Energy Conversion Efficiency of the Bulk Photovoltaic Effect

The bulk photovoltaic effect (BPVE) leads to directed photocurrents and photovoltages in bulk materials. Unlike photovoltages in $p$-$n$ junction solar cells that are limited by carrier recombination to values below the band-gap energy of the absorbing material, BPVE photovoltages have been shown to greatly exceed the band-gap energy. Therefore, the BPVE is not subject to the Shockley-Queisser limit for sunlight to electricity conversion in single-junction solar cells and experimental claims of efficiencies beyond this limit have been made. Here, we show that BPVE energy conversion efficiencies are, in practice, orders of magnitude below the Shockley-Queisser limit of single-junction solar cells and are subject to different, more stringent limits.
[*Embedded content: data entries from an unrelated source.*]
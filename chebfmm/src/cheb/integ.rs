//! Integration of kernels against the tensor product Chebyshev basis.
use num::Float;
use rayon::prelude::*;
use rlst::RlstScalar;

use crate::cheb::polynomial::cheb_recurrence;
use crate::cheb::quadrature::quad_rule;
use crate::traits::kernel::Kernel;

/// Integrals of every tensor product Chebyshev basis function against a
/// kernel over the source box `[0, radius]^3`.
///
/// For Chebyshev indices `(i, j, k)` up to `order` along each axis and kernel
/// block component `c`, the entry
/// `[((i * (order + 1) + j) * (order + 1) + k) * block_len + c]` holds the
/// integral of `K(y, target) T_i(y_x) T_j(y_y) T_k(y_z)` over the box, with
/// each coordinate mapped from `[0, radius]` to `[-1, 1]` for the basis
/// evaluation. `block_len` is the kernel block size and `c` is laid out as in
/// [Kernel::greens_fn].
///
/// The target point may lie inside, on the boundary of, or outside the box.
/// The box is decomposed into six signed cones with apex at the target, one
/// per face; the cone Jacobian absorbs up to two powers of the kernel
/// singularity, and each cone is integrated with a tensor Gauss-Legendre rule
/// of `nquad` points per direction. For exterior targets the signed
/// contributions of overshooting cones cancel.
pub fn integ<T, K>(order: usize, target: &[T; 3], radius: T, nquad: usize, kernel: &K) -> Vec<T>
where
    T: RlstScalar<Real = T> + Float,
    K: Kernel<T = T> + ?Sized,
{
    debug_assert!(radius > T::zero());

    let m1 = order + 1;
    let block_len = kernel.domain_component_count() * kernel.range_component_count();
    let n_entries = m1 * m1 * m1 * block_len;

    let two = T::one() + T::one();

    // Apex in the reference frame of the box, [-1, 1]^3.
    let apex = [
        two * target[0] / radius - T::one(),
        two * target[1] / radius - T::one(),
        two * target[2] / radius - T::one(),
    ];

    // Axial rule on [0, 1], transverse rule mapped to [-1, 1].
    let (t_nodes, t_weights) = quad_rule::<T>(nquad);
    let uv_nodes: Vec<T> = t_nodes.iter().map(|&x| two * x - T::one()).collect();
    let uv_weights: Vec<T> = t_weights.iter().map(|&w| two * w).collect();

    let faces: Vec<(usize, T)> = (0..3)
        .flat_map(|axis| [(axis, -T::one()), (axis, T::one())])
        .collect();

    faces
        .par_iter()
        .map(|&(axis, face)| {
            integ_cone(
                order,
                target,
                radius,
                &apex,
                axis,
                face,
                &t_nodes,
                &t_weights,
                &uv_nodes,
                &uv_weights,
                kernel,
            )
        })
        .reduce(
            || vec![T::zero(); n_entries],
            |mut acc, partial| {
                for (a, &p) in acc.iter_mut().zip(partial.iter()) {
                    *a = *a + p;
                }
                acc
            },
        )
}

/// Signed contribution of the cone joining the apex to one face of the box,
/// in the reference frame `[-1, 1]^3`.
///
/// Along the ray `y = apex + t (b - apex)` to a face point `b` the volume
/// element is `t^2 h` with `h` the signed height of the apex over the face
/// plane, so integrands as singular as `1 / rho^2` stay bounded.
#[allow(clippy::too_many_arguments)]
fn integ_cone<T, K>(
    order: usize,
    target: &[T; 3],
    radius: T,
    apex: &[T; 3],
    axis: usize,
    face: T,
    t_nodes: &[T],
    t_weights: &[T],
    uv_nodes: &[T],
    uv_weights: &[T],
    kernel: &K,
) -> Vec<T>
where
    T: RlstScalar<Real = T> + Float,
    K: Kernel<T = T> + ?Sized,
{
    let m1 = order + 1;
    let block_len = kernel.domain_component_count() * kernel.range_component_count();
    let mut acc = vec![T::zero(); m1 * m1 * m1 * block_len];

    let height = T::one() - face * apex[axis];
    if height == T::zero() {
        // Degenerate cone, the apex lies in the face plane.
        return acc;
    }

    let u_axis = (axis + 1) % 3;
    let v_axis = (axis + 2) % 3;

    let half = T::from(0.5).unwrap();
    let jac = half * radius;
    let vol_jac = jac * jac * jac;

    let mut block = vec![T::zero(); block_len];
    let mut tx = vec![T::zero(); m1];
    let mut ty = vec![T::zero(); m1];
    let mut tz = vec![T::zero(); m1];

    for (&t, &wt) in t_nodes.iter().zip(t_weights) {
        for (&u, &wu) in uv_nodes.iter().zip(uv_weights) {
            for (&v, &wv) in uv_nodes.iter().zip(uv_weights) {
                let mut b = [T::zero(); 3];
                b[axis] = face;
                b[u_axis] = u;
                b[v_axis] = v;

                let y = [
                    apex[0] + t * (b[0] - apex[0]),
                    apex[1] + t * (b[1] - apex[1]),
                    apex[2] + t * (b[2] - apex[2]),
                ];

                // Back to physical coordinates for the kernel evaluation.
                let y_phys = [
                    jac * (y[0] + T::one()),
                    jac * (y[1] + T::one()),
                    jac * (y[2] + T::one()),
                ];

                kernel.greens_fn(&y_phys, target, &mut block);

                cheb_recurrence(order, y[0], &mut tx);
                cheb_recurrence(order, y[1], &mut ty);
                cheb_recurrence(order, y[2], &mut tz);

                let w = wt * wu * wv * t * t * height * vol_jac;

                let mut idx = 0;
                for &txi in tx.iter() {
                    for &tyj in ty.iter() {
                        let tij = w * txi * tyj;
                        for &tzk in tz.iter() {
                            let tijk = tij * tzk;
                            for &bc in block.iter() {
                                acc[idx] = acc[idx] + tijk * bc;
                                idx += 1;
                            }
                        }
                    }
                }
            }
        }
    }

    acc
}

#[cfg(test)]
mod test {
    use super::*;
    use crate::kernel::laplace::{LaplaceGradientKernel, LaplacePotentialKernel};
    use crate::kernel::stokes::StokesVelocityKernel;
    use approx::assert_relative_eq;

    /// Plain tensor product quadrature over the box, valid for targets away
    /// from the source region.
    fn tensor_reference<K: Kernel<T = f64> + ?Sized>(
        order: usize,
        target: &[f64; 3],
        radius: f64,
        nquad: usize,
        kernel: &K,
    ) -> Vec<f64> {
        let m1 = order + 1;
        let block_len = kernel.domain_component_count() * kernel.range_component_count();
        let mut result = vec![0.0; m1 * m1 * m1 * block_len];

        let (nodes, weights) = quad_rule::<f64>(nquad);
        let mut block = vec![0.0; block_len];
        let mut tx = vec![0.0; m1];
        let mut ty = vec![0.0; m1];
        let mut tz = vec![0.0; m1];

        for (&x, &wx) in nodes.iter().zip(weights.iter()) {
            for (&y, &wy) in nodes.iter().zip(weights.iter()) {
                for (&z, &wz) in nodes.iter().zip(weights.iter()) {
                    let point = [radius * x, radius * y, radius * z];
                    kernel.greens_fn(&point, target, &mut block);

                    cheb_recurrence(order, 2.0 * x - 1.0, &mut tx);
                    cheb_recurrence(order, 2.0 * y - 1.0, &mut ty);
                    cheb_recurrence(order, 2.0 * z - 1.0, &mut tz);

                    let w = wx * wy * wz * radius * radius * radius;
                    let mut idx = 0;
                    for &txi in tx.iter() {
                        for &tyj in ty.iter() {
                            for &tzk in tz.iter() {
                                for &bc in block.iter() {
                                    result[idx] += w * txi * tyj * tzk * bc;
                                    idx += 1;
                                }
                            }
                        }
                    }
                }
            }
        }
        result
    }

    #[test]
    fn test_far_target_matches_tensor_quadrature() {
        let kernel = LaplacePotentialKernel::<f64>::new();
        let order = 3;
        let radius = 1.5;
        let target = [2.5, 2.2, 2.8];

        let cone = integ(order, &target, radius, 20, &kernel);
        let tensor = tensor_reference(order, &target, radius, 20, &kernel);

        assert_eq!(cone.len(), tensor.len());
        for (a, b) in cone.iter().zip(tensor.iter()) {
            assert_relative_eq!(a, b, epsilon = 1e-9, max_relative = 1e-5);
        }
    }

    #[test]
    fn test_far_target_matches_for_vector_kernels() {
        let kernel = LaplaceGradientKernel::<f64>::new();
        let order = 2;
        let radius = 1.0;
        let target = [-1.0, 1.5, 0.8];

        let cone = integ(order, &target, radius, 18, &kernel);
        let tensor = tensor_reference(order, &target, radius, 18, &kernel);

        for (a, b) in cone.iter().zip(tensor.iter()) {
            assert_relative_eq!(a, b, epsilon = 1e-9, max_relative = 1e-5);
        }
    }

    #[test]
    fn test_singular_target_converges() {
        let kernel = LaplacePotentialKernel::<f64>::new();
        let order = 2;
        let radius = 1.0;
        let target = [0.5, 0.5, 0.5];

        let coarse = integ(order, &target, radius, 20, &kernel);
        let fine = integ(order, &target, radius, 30, &kernel);

        for (a, b) in coarse.iter().zip(fine.iter()) {
            assert_relative_eq!(a, b, epsilon = 1e-8, max_relative = 1e-6);
        }
    }

    #[test]
    fn test_singular_self_interaction_magnitude() {
        // The constant basis entry is the potential of a uniform unit density
        // over the cube, evaluated at its center. Geometric bounds: the
        // inscribed ball contributes 2 pi (1/2)^2 / (4 pi), the remaining
        // volume lies between the inscribed and circumscribed radii.
        let kernel = LaplacePotentialKernel::<f64>::new();
        let u = integ(2, &[0.5, 0.5, 0.5], 1.0, 24, &kernel);
        assert!(u[0] > 0.15 && u[0] < 0.22, "u[0] = {}", u[0]);
    }

    #[test]
    fn test_odd_basis_functions_vanish_at_the_center() {
        let kernel = LaplacePotentialKernel::<f64>::new();
        let order = 1;
        let u = integ(order, &[0.5, 0.5, 0.5], 1.0, 16, &kernel);

        // Entries with any odd Chebyshev index integrate an odd function of
        // that coordinate against an even kernel.
        let m1 = order + 1;
        for i in 0..m1 {
            for j in 0..m1 {
                for k in 0..m1 {
                    if i + j + k > 0 {
                        let idx = (i * m1 + j) * m1 + k;
                        assert!(u[idx].abs() < 1e-10, "u[{}] = {}", idx, u[idx]);
                    }
                }
            }
        }
    }

    #[test]
    fn test_boundary_target_is_well_defined() {
        let kernel = LaplacePotentialKernel::<f64>::new();
        // Corner and face targets degenerate some of the cones.
        let corner = integ(2, &[0.0, 0.0, 0.0], 1.0, 20, &kernel);
        let face = integ(2, &[0.5, 0.5, 0.0], 1.0, 20, &kernel);

        assert!(corner[0].is_finite() && corner[0] > 0.0);
        assert!(face[0].is_finite() && face[0] > 0.0);
        // The corner sees an eighth of the solid angle the center sees, so
        // its self interaction must be smaller.
        let center = integ(2, &[0.5, 0.5, 0.5], 1.0, 20, &kernel);
        assert!(corner[0] < center[0]);
    }

    #[test]
    fn test_multi_component_layout_and_symmetry() {
        let kernel = StokesVelocityKernel::<f64>::new();
        let order = 1;
        let u = integ(order, &[0.5, 0.5, 0.5], 1.0, 16, &kernel);

        let m1 = order + 1;
        assert_eq!(u.len(), m1 * m1 * m1 * 9);

        // At the center of the box the three diagonal velocity components of
        // the constant basis entry agree by symmetry.
        assert_relative_eq!(u[0], u[4], max_relative = 1e-8);
        assert_relative_eq!(u[0], u[8], max_relative = 1e-8);
    }

    #[test]
    fn test_scales_with_radius_for_homogenous_kernels() {
        // The Laplace potential integral over a box of twice the size, with
        // the target scaled along, picks up a factor 2^2 (volume 2^3 times
        // kernel decay 2^-1).
        let kernel = LaplacePotentialKernel::<f64>::new();
        let small = integ(1, &[0.5, 0.5, 0.5], 1.0, 20, &kernel);
        let large = integ(1, &[1.0, 1.0, 1.0], 2.0, 20, &kernel);

        for (a, b) in small.iter().zip(large.iter()) {
            assert_relative_eq!(4.0 * a, b, epsilon = 1e-10, max_relative = 1e-6);
        }
    }
}
//! Utility types for trait definitions.
use thiserror::Error;

/// Type to handle kernel and operator related errors
#[derive(Error, Debug)]
pub enum ChebFmmError {
    /// Kernel description string not known to the registry
    #[error("Invalid kernel_desc: {0}")]
    InvalidKernelDesc(String),

    /// Input array shapes inconsistent with the requested operation
    #[error("Dimension mismatch: {0}")]
    DimensionMismatch(String),
}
The name BPVE stands for two different fundamental effects: the shift current and the injection current. In both of these, the voltage bias necessary to produce electrical energy accelerates both intrinsic and photogenerated carriers. We discuss how energy conservation alone fundamentally limits the BPVE to a band-gap-dependent value that exceeds the Shockley-Queisser limit only for very small band gaps. Yet, small band-gap materials have a large number of intrinsic carriers, leading to high conductivity that suppresses the photovoltage. We discuss further how slightly more stringent fundamental limits for injection (ballistic) currents may be derived from the trade-off between high resistivity, needed for a high voltage, and long ballistic transport length, needed for a high current. We also explain how erroneous experimental and theoretical claims of high efficiency have arisen. Finally, we calculate the energy conversion efficiency for an example two-dimensional (2D) material that has been suggested as a candidate material for high-efficiency BPVE-based solar cells and show that the efficiency is very similar to the efficiency of known 3D materials.

Popular Summary

The bulk photovoltaic effect (BPVE), a second-order nonlinear effect that converts light into electricity in solids, has attracted a great deal of interest for power conversion applications and it has been assumed that BPVE can lead to more efficient solar cells. However, the overall efficiency of such devices should be comprehensively understood. Here, formulation of the energy conversion efficiency limits for the BPVE conversion mechanism show that the limits are more stringent than the single $p$-$n$ junction limit. In fact, practical efficiencies remain very low, orders of magnitude below those of $p$-$n$ junction solar cells.

Figure 1

An illustration of the current in a device made of a bulk semiconductor and two electrodes at the sides of the device. The average shift of the charges (electrons and holes) per absorption event of the incoming light (green arrows) is denoted as $R$. This shift may occur due to ballistic transport or due to the shift vector.

Figure 2

(a) Circuit diagram of a BPVE cell showing the current source $I_{\mathrm{sc}}$ and parallel resistors $R_{\mathrm{dark}}$ and $R_{\mathrm{ph}}$, representing the dark conductivity, proportional to the intrinsic carrier density, and the photoconductivity, proportional to the photoexcited carrier density, respectively. (b) A resulting linear $I$-$V$ curve with short-circuit current $I_{\mathrm{sc}}$, open-circuit voltage $V_{\mathrm{oc}}$, and maximal extractable electrical power $P_{\mathrm{el}}$, illustrating the fill factor of $25\mathrm{\%}$.

Figure 3

Zero-temperature broadband limit of solar energy conversion with the injection current. The area labeled ${\mathrm{PV}}_{0\mathrm{K}},E_{\mathrm{pot}}\to Q$ describes the power that an ideal single-junction photovoltaic device operated at 0 K could produce (in a mechanical analogy it could be seen as the potential energy of the carriers in the conduction band). The area labeled “Transparency loss” describes the loss through photons that are not absorbed by the device. The area labeled $E_{\mathrm{kin}}\to Q$ describes the part of the kinetic energy of the photoexcited carriers that cannot be converted to electrical power and is converted to heat, while the area labeled $E_{\mathrm{kin}}\to P_{\mathrm{el}}$ describes the electrical power that would be extracted by an ideal bulk photovoltaic with perfect excitation asymmetry.

Figure 4

Room-temperature efficiency limit for solar energy conversion, assuming that the asymmetry of injected carriers is perfect ($\zeta =1$) and assuming different effective electron masses $m_e$ at the band edge. The hole effective mass is set to $m_h=1$. The Shockley-Queisser (SQ) limit is shown for comparison.

Figure 5

Frequency-dependent (a) photoresponsivity, (b) average shift vector, and (c) absorptivity of 2D $\mathrm{Ge}\mathrm{Se}$. Frequency-dependent (d) photoresponsivity, (e) average shift vector, and (c) absorptivity of a 2D semi-Dirac material.